* Aim of the exercise *
Whenever a line of the entries below holds the string "parallel", copy that line and return it.

* Dataset extract *
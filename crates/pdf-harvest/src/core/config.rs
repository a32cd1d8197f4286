//! Configuration loading and management.
//!
//! [`ProcessingOptions`] is the single, strongly-typed snapshot of everything a
//! run can be asked to do. It is built once (programmatically or from a TOML,
//! YAML or JSON file), validated, and then shared read-only by every stage.

use crate::{HarvestError, Result};
use serde::{Deserialize, Deserializer, Serialize};
use std::path::{Path, PathBuf};

/// Name of the file [`ProcessingOptions::discover`] looks for.
pub const CONFIG_FILE_NAME: &str = "pdf-harvest.toml";

/// Default document categories considered by classification.
pub const DEFAULT_CATEGORIES: [&str; 6] = ["invoice", "receipt", "contract", "report", "resume", "letter"];

/// Main processing configuration.
///
/// # Example
///
/// ```rust
/// use pdf_harvest::core::config::ProcessingOptions;
///
/// let mut options = ProcessingOptions::default();
/// options.features.extract_tables = true;
/// options.pages.page_range = Some("1-3".to_string());
/// assert!(options.validate().is_ok());
/// ```
#[derive(Debug, Clone, Default, Serialize, Deserialize, PartialEq)]
#[serde(rename_all = "camelCase")]
pub struct ProcessingOptions {
    #[serde(default)]
    pub pages: PageSelectionOptions,

    #[serde(default)]
    pub performance: PerformanceOptions,

    #[serde(default)]
    pub features: FeatureFlags,

    #[serde(default)]
    pub ocr: OcrOptions,

    #[serde(default)]
    pub tables: TableOptions,

    #[serde(default)]
    pub recognition: RecognitionOptions,
}

#[derive(Debug, Clone, Default, Serialize, Deserialize, PartialEq)]
#[serde(rename_all = "camelCase")]
pub struct PageSelectionOptions {
    /// Range expression such as `1-3,5`. Empty or absent selects every page.
    #[serde(default)]
    pub page_range: Option<String>,

    /// Restrict processing to the first selected page.
    #[serde(default)]
    pub first_page_only: bool,
}

#[derive(Debug, Clone, Serialize, Deserialize, PartialEq)]
#[serde(rename_all = "camelCase")]
pub struct PerformanceOptions {
    #[serde(default = "default_max_file_size_mb")]
    pub max_file_size_mb: f64,

    /// Pages per text extraction chunk.
    #[serde(default = "default_chunk_size")]
    pub chunk_size: usize,

    #[serde(default)]
    pub process_in_chunks: bool,

    #[serde(default)]
    pub show_progress: bool,

    /// Downgrade feature failures into result fields instead of aborting.
    #[serde(default)]
    pub continue_on_error: bool,
}

#[derive(Debug, Clone, Serialize, Deserialize, PartialEq)]
#[serde(rename_all = "camelCase")]
pub struct FeatureFlags {
    #[serde(default = "default_true")]
    pub extract_text: bool,

    #[serde(default)]
    pub include_metadata: bool,

    #[serde(default)]
    pub extract_images: bool,

    /// Run OCR even when the text layer is not empty.
    #[serde(default)]
    pub perform_ocr: bool,

    #[serde(default)]
    pub extract_tables: bool,
}

#[derive(Debug, Clone, Copy, Default, Serialize, Deserialize, PartialEq, Eq)]
#[serde(rename_all = "lowercase")]
pub enum LanguageHandling {
    #[default]
    Single,
    Multiple,
    Auto,
}

#[derive(Debug, Clone, Copy, Serialize, Deserialize, PartialEq, Eq)]
#[serde(rename_all = "lowercase")]
pub enum OcrQuality {
    Fast,
    Balanced,
    Accurate,
}

impl OcrQuality {
    /// Rasterization scale; 1.0 renders one pixel per PDF point.
    pub fn scale(self) -> f32 {
        match self {
            OcrQuality::Fast => 1.0,
            OcrQuality::Balanced => 1.5,
            OcrQuality::Accurate => 2.0,
        }
    }

    /// Resolution for engines configured by DPI.
    pub fn dpi(self) -> u32 {
        match self {
            OcrQuality::Fast => 150,
            OcrQuality::Balanced => 200,
            OcrQuality::Accurate => 300,
        }
    }
}

#[derive(Debug, Clone, Copy, Default, Serialize, Deserialize, PartialEq, Eq)]
#[serde(rename_all = "lowercase")]
pub enum CorrectionLevel {
    Light,
    #[default]
    Medium,
    Aggressive,
}

#[derive(Debug, Clone, Serialize, Deserialize, PartialEq)]
#[serde(rename_all = "camelCase")]
pub struct OcrOptions {
    #[serde(default)]
    pub language_handling: LanguageHandling,

    /// Primary OCR engine language code.
    #[serde(default = "default_eng")]
    pub language: String,

    /// Extra languages for `multiple` mode.
    #[serde(default)]
    pub additional_languages: Vec<String>,

    #[serde(default)]
    pub quality: Option<OcrQuality>,

    /// Preprocess rendered pages before recognition.
    #[serde(default)]
    pub enhance_image: bool,

    /// Post-correct recognized text.
    #[serde(default)]
    pub enhance_results: bool,

    #[serde(default)]
    pub correction_level: CorrectionLevel,

    /// ISO 639-1 spellcheck language. Derived from `language` when unset.
    #[serde(default)]
    pub spell_check_language: Option<String>,

    #[serde(default)]
    pub parallel: bool,

    /// Batch size for parallel OCR. Defaults to the number of CPUs.
    #[serde(default)]
    pub max_workers: Option<usize>,

    #[serde(default = "default_true")]
    pub use_cache: bool,

    #[serde(default = "default_cache_ttl_secs")]
    pub cache_ttl_secs: u64,

    /// Explicit rasterization scale; overrides `quality`.
    #[serde(default)]
    pub scale: Option<f32>,
}

impl OcrOptions {
    /// Scale pages are rendered at before recognition.
    pub fn render_scale(&self) -> f32 {
        self.scale
            .or(self.quality.map(OcrQuality::scale))
            .unwrap_or(crate::ocr::utils::DEFAULT_OCR_SCALE)
    }

    pub fn effective_max_workers(&self) -> usize {
        self.max_workers.unwrap_or_else(num_cpus::get).max(1)
    }
}

#[derive(Debug, Clone, Serialize, Deserialize, PartialEq)]
#[serde(rename_all = "camelCase")]
pub struct TableOptions {
    #[serde(default = "default_true")]
    pub use_first_row_as_headers: bool,

    #[serde(default)]
    pub include_row_coordinates: bool,
}

#[derive(Debug, Clone, Serialize, Deserialize, PartialEq)]
#[serde(rename_all = "camelCase")]
pub struct RecognitionOptions {
    #[serde(default)]
    pub detect_document_type: bool,

    #[serde(default)]
    pub extract_form_fields: bool,

    /// Candidate categories, in tie-break order. Accepts a list or a comma-separated string.
    #[serde(default = "default_categories", deserialize_with = "deserialize_categories")]
    pub categories: Vec<String>,

    /// Directory of `*.json` classification and field templates.
    #[serde(default)]
    pub custom_templates_path: Option<PathBuf>,
}

fn default_true() -> bool {
    true
}
fn default_eng() -> String {
    "eng".to_string()
}
fn default_max_file_size_mb() -> f64 {
    100.0
}
fn default_chunk_size() -> usize {
    10
}
fn default_cache_ttl_secs() -> u64 {
    3600
}
fn default_categories() -> Vec<String> {
    DEFAULT_CATEGORIES.iter().map(|c| c.to_string()).collect()
}

fn deserialize_categories<'de, D>(deserializer: D) -> std::result::Result<Vec<String>, D::Error>
where
    D: Deserializer<'de>,
{
    #[derive(Deserialize)]
    #[serde(untagged)]
    enum Categories {
        Joined(String),
        List(Vec<String>),
    }

    let raw = match Categories::deserialize(deserializer)? {
        Categories::Joined(joined) => joined.split(',').map(str::to_string).collect::<Vec<_>>(),
        Categories::List(list) => list,
    };

    Ok(raw
        .into_iter()
        .map(|category| category.trim().to_lowercase())
        .filter(|category| !category.is_empty())
        .collect())
}

impl Default for PerformanceOptions {
    fn default() -> Self {
        Self {
            max_file_size_mb: default_max_file_size_mb(),
            chunk_size: default_chunk_size(),
            process_in_chunks: false,
            show_progress: false,
            continue_on_error: false,
        }
    }
}

impl Default for FeatureFlags {
    fn default() -> Self {
        Self {
            extract_text: true,
            include_metadata: false,
            extract_images: false,
            perform_ocr: false,
            extract_tables: false,
        }
    }
}

impl Default for OcrOptions {
    fn default() -> Self {
        Self {
            language_handling: LanguageHandling::default(),
            language: default_eng(),
            additional_languages: Vec::new(),
            quality: None,
            enhance_image: false,
            enhance_results: false,
            correction_level: CorrectionLevel::default(),
            spell_check_language: None,
            parallel: false,
            max_workers: None,
            use_cache: true,
            cache_ttl_secs: default_cache_ttl_secs(),
            scale: None,
        }
    }
}

impl Default for TableOptions {
    fn default() -> Self {
        Self {
            use_first_row_as_headers: true,
            include_row_coordinates: false,
        }
    }
}

impl Default for RecognitionOptions {
    fn default() -> Self {
        Self {
            detect_document_type: false,
            extract_form_fields: false,
            categories: default_categories(),
            custom_templates_path: None,
        }
    }
}

impl ProcessingOptions {
    /// Load configuration from a TOML file.
    ///
    /// # Errors
    ///
    /// Returns `HarvestError::Validation` if file doesn't exist or is invalid TOML.
    pub fn from_toml_file(path: impl AsRef<Path>) -> Result<Self> {
        let content = read_config(path.as_ref())?;

        toml::from_str(&content)
            .map_err(|e| HarvestError::validation(format!("Invalid TOML in {}: {}", path.as_ref().display(), e)))
    }

    /// Load configuration from a YAML file.
    pub fn from_yaml_file(path: impl AsRef<Path>) -> Result<Self> {
        let content = read_config(path.as_ref())?;

        serde_yaml_ng::from_str(&content)
            .map_err(|e| HarvestError::validation(format!("Invalid YAML in {}: {}", path.as_ref().display(), e)))
    }

    /// Load configuration from a JSON file.
    pub fn from_json_file(path: impl AsRef<Path>) -> Result<Self> {
        let content = read_config(path.as_ref())?;

        serde_json::from_str(&content)
            .map_err(|e| HarvestError::validation(format!("Invalid JSON in {}: {}", path.as_ref().display(), e)))
    }

    /// Load configuration, choosing the format from the file extension.
    pub fn from_file(path: impl AsRef<Path>) -> Result<Self> {
        let path = path.as_ref();
        let extension = path
            .extension()
            .and_then(|ext| ext.to_str())
            .map(|ext| ext.to_ascii_lowercase());

        match extension.as_deref() {
            Some("toml") => Self::from_toml_file(path),
            Some("yaml") | Some("yml") => Self::from_yaml_file(path),
            Some("json") => Self::from_json_file(path),
            _ => Err(HarvestError::validation(format!(
                "Unsupported config file format: {}. Expected .toml, .yaml, .yml or .json",
                path.display()
            ))),
        }
    }

    /// Discover `pdf-harvest.toml` in the current directory or its parents.
    pub fn discover() -> Result<Option<Self>> {
        let mut current = std::env::current_dir().map_err(HarvestError::Io)?;

        loop {
            let candidate = current.join(CONFIG_FILE_NAME);
            if candidate.exists() {
                return Ok(Some(Self::from_toml_file(candidate)?));
            }

            if let Some(parent) = current.parent() {
                current = parent.to_path_buf();
            } else {
                break;
            }
        }

        Ok(None)
    }

    /// Reject option combinations no stage can honor.
    pub fn validate(&self) -> Result<()> {
        if self.performance.chunk_size == 0 {
            return Err(HarvestError::validation("chunkSize must be at least 1"));
        }

        let max_mb = self.performance.max_file_size_mb;
        if max_mb.is_nan() || max_mb <= 0.0 {
            return Err(HarvestError::validation(format!(
                "maxFileSizeMb must be positive, got {}",
                self.performance.max_file_size_mb
            )));
        }

        if self.ocr.language.trim().is_empty() {
            return Err(HarvestError::validation("OCR language must not be empty"));
        }

        if self.ocr.max_workers == Some(0) {
            return Err(HarvestError::validation("maxWorkers must be at least 1"));
        }

        if let Some(scale) = self.ocr.scale
            && (scale.is_nan() || scale <= 0.0)
        {
            return Err(HarvestError::validation(format!("OCR scale must be positive, got {}", scale)));
        }

        if self.recognition.categories.iter().any(|c| c.trim().is_empty()) {
            return Err(HarvestError::validation("Document categories must not be empty strings"));
        }

        Ok(())
    }
}

fn read_config(path: &Path) -> Result<String> {
    std::fs::read_to_string(path)
        .map_err(|e| HarvestError::validation(format!("Failed to read config file {}: {}", path.display(), e)))
}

* Answer to the exercise *
    pub parallel: bool,
    /// Batch size for parallel OCR. Defaults to the number of CPUs.
            parallel: false,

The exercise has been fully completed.